Burak Karacaoğlu,Ayvaz Çolakoğlu
20 Septembre 2017•Mise à jour: 20 Septembre 2017
AA - Idleb/Ankara - Ayvaz Colakoglu
Des frappes aériennes ont visé la ville d'Idleb dans le Nord de la Syrie, secteur sous contrôle de l'opposition, faisant deux morts parmi les civils et de nombreux blessés.
Selon les informations communiquées, mercredi, par le correspondant sur place de l'agence de presse turque, Anadolu, les raids aériens, débutés hier, ciblant des villages situés au Sud de la ville, se poursuivent mercredi.

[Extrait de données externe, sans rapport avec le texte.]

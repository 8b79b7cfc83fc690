//! Core notification domain for Herald.
//!
//! Herald turns repository webhook events (issues and pull requests being
//! opened) into rich chat messages. This crate holds every value type that
//! flows through that pipeline, the shapes of the inbound webhook bodies, the
//! port traits the orchestration layer calls, and the error taxonomy shared by
//! all adapters.
//!
//! ## Architectural Layer
//!
//! **Domain + port definitions.** This crate has no I/O dependencies.
//! It defines *what* is needed; infrastructure crates define *how* to supply it.
//!
//! ## Module Layout
//!
//! | Module | Contents |
//! |--------|----------|
//! | [`identifiers`] | Newtype identifiers (`ChannelId`, `RepositoryName`, etc.) |
//! | [`types`] | Value types (`Actor`, `RichMessage`, `CommitSummary`, etc.) |
//! | [`events`] | Inbound webhook body shapes and their projections |
//! | [`ports`] | `MessageSink`, `SourceRepository`, `NotificationConfig` traits |
//! | [`errors`] | Port errors, `NotificationError`, and `RetryPolicy` |

pub mod errors;
pub mod events;
pub mod identifiers;
pub mod ports;
pub mod types;

// Re-export everything at the crate root for ergonomic usage by downstream crates.
pub use errors::{MessageSinkError, NotificationError, RetryPolicy, SourceRepositoryError};
pub use events::{
    EventAction, IssueEventBody, IssueObject, LabelObject, PullRequestEventBody,
    PullRequestObject, RefObject, SenderObject,
};
pub use identifiers::{
    BranchName, ChannelId, CommitSha, DeliveryId, IssueNumber, PullRequestNumber, RepositoryName,
};
pub use ports::{MessageSink, NotificationConfig, SourceRepository, StaticNotificationConfig};
pub use types::{
    AccentColor, Actor, Assignee, CommitSummary, CustomField, IssueSubject, IssueSummary,
    MessageAuthor, PullRequestSubject, RichMessage, SendEmbedMessage, SendTextMessage,
};
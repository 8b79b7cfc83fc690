//! Posts a rich message, with the commit list, when a pull request is opened.

use std::sync::Arc;

use async_trait::async_trait;
use pipeline::{
    AccentColor, Actor, CommitSummary, CustomField, MessageAuthor, MessageSink,
    NotificationConfig, NotificationError, PullRequestSubject, RichMessage, SendEmbedMessage,
    SourceRepository,
};
use tracing::{debug, info, instrument};

use crate::CommandHandler;

#[cfg(test)]
#[path = "pull_request_created_tests.rs"]
mod tests;

/// Accent colour of pull-request messages.
pub const PULL_REQUEST_COLOR: AccentColor = AccentColor::from_rgb(0x00_CD_2D);

/// Input of [`PullRequestCreatedHandler`].
#[derive(Debug, Clone, PartialEq, Eq)]
pub struct PullRequestCreatedPayload {
    pub pull_request: PullRequestSubject,
    pub creator: Actor,
}

/// Fetches the commits of an opened pull request and sends one embed listing
/// them to the pull-requests channel.
pub struct PullRequestCreatedHandler {
    message_sink: Arc<dyn MessageSink>,
    source_repository: Arc<dyn SourceRepository>,
    config: Arc<dyn NotificationConfig>,
}

impl PullRequestCreatedHandler {
    pub fn new(
        message_sink: Arc<dyn MessageSink>,
        source_repository: Arc<dyn SourceRepository>,
        config: Arc<dyn NotificationConfig>,
    ) -> Self {
        Self {
            message_sink,
            source_repository,
            config,
        }
    }
}

/// Builds the message for an opened pull request.
///
/// Each commit becomes one custom field named by its short SHA, in the order
/// given.
pub fn build_pull_request_message(
    payload: &PullRequestCreatedPayload,
    commits: &[CommitSummary],
) -> RichMessage {
    let pull_request = &payload.pull_request;

    RichMessage {
        color: PULL_REQUEST_COLOR,
        title: format!("#{}: {}", pull_request.number, pull_request.title),
        url: pull_request.url.clone(),
        author: MessageAuthor {
            name: payload.creator.name.clone(),
            url: payload.creator.profile_url.clone(),
        },
        thumbnail: payload.creator.avatar_url.clone(),
        description: Some(format!(
            "Merge {} commits from `{}` into `{}`",
            pull_request.number_of_commits, pull_request.source_branch, pull_request.target_branch
        )),
        custom_fields: commits
            .iter()
            .map(|commit| CustomField {
                name: commit.sha.short().to_string(),
                value: commit.message.clone(),
            })
            .collect(),
    }
}

#[async_trait]
impl CommandHandler for PullRequestCreatedHandler {
    type Payload = PullRequestCreatedPayload;

    #[instrument(skip_all, fields(pull_request_number = %payload.pull_request.number))]
    async fn execute(&self, payload: PullRequestCreatedPayload) -> Result<(), NotificationError> {
        let pull_requests_channel_id = self.config.pull_requests_channel_id();
        let repository = self.config.repository_name();

        debug!(
            title = %payload.pull_request.title,
            url = %payload.pull_request.url,
            creator = %payload.creator.name,
            channel_id = %pull_requests_channel_id,
            "Sending message about created pull request..."
        );

        let commits = self
            .source_repository
            .get_pull_request_commits(repository, payload.pull_request.number)
            .await?;

        debug!(
            repository = %repository,
            commit_count = commits.len(),
            "Fetched pull request commits"
        );

        let message = build_pull_request_message(&payload, &commits);

        self.message_sink
            .send_embed_message(SendEmbedMessage {
                message,
                channel_id: pull_requests_channel_id.clone(),
            })
            .await?;

        info!(
            title = %payload.pull_request.title,
            url = %payload.pull_request.url,
            creator = %payload.creator.name,
            channel_id = %pull_requests_channel_id,
            "Message about created pull request sent."
        );

        Ok(())
    }
}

Dans le village de Cercenez, deux civils ont été tués et plusieurs autres blessés.
Hier mardi, 7 civils avaient déjà perdu la vie lors des attaques subies dans 13 localités de la région, trois hôpitaux et trois centres sociaux avaient également été détruits.
Les raids aériens de mardi auraient été menés par l'aviation du régime d'al-Assad selon des informations recueillies par le correspondant d'Anadolu auprès de sources locales.
Concernant les attaques du mercredi, qui ont ciblé cinq villages et deux districts, aucune information n'a filtré pour l'instant sur l'appartenance des avions de chasse.
Contrôlé depuis mars 2015 par l'opposition, la ville d'Idleb avait, tout au long de la guerre civile, subi d'intenses bombardements par le régime.
Une attaque à l'arme chimique sur Khan Cheikhoun, perpétré le 4 avril 2017 par le régime, avait causé la mort d'au moins une centaines de civils.
Le processus d'Astana, initié par la Turquie et la Russie, avait permis de stopper, dans le cadre du cessez-le-feu, les frappes aériennes sur la ville depuis deux mois et demi.
La ville, qui abrite une population de 2,5 millions de personnes, était la cible, par moments, de tirs de mortiers par le régime
La Turquie, la Russie et l'Iran étaient parvenus à un accord, lors du dernier sommet d'Astana, sur les limites de la zone de désescalade qui comprennent Idleb.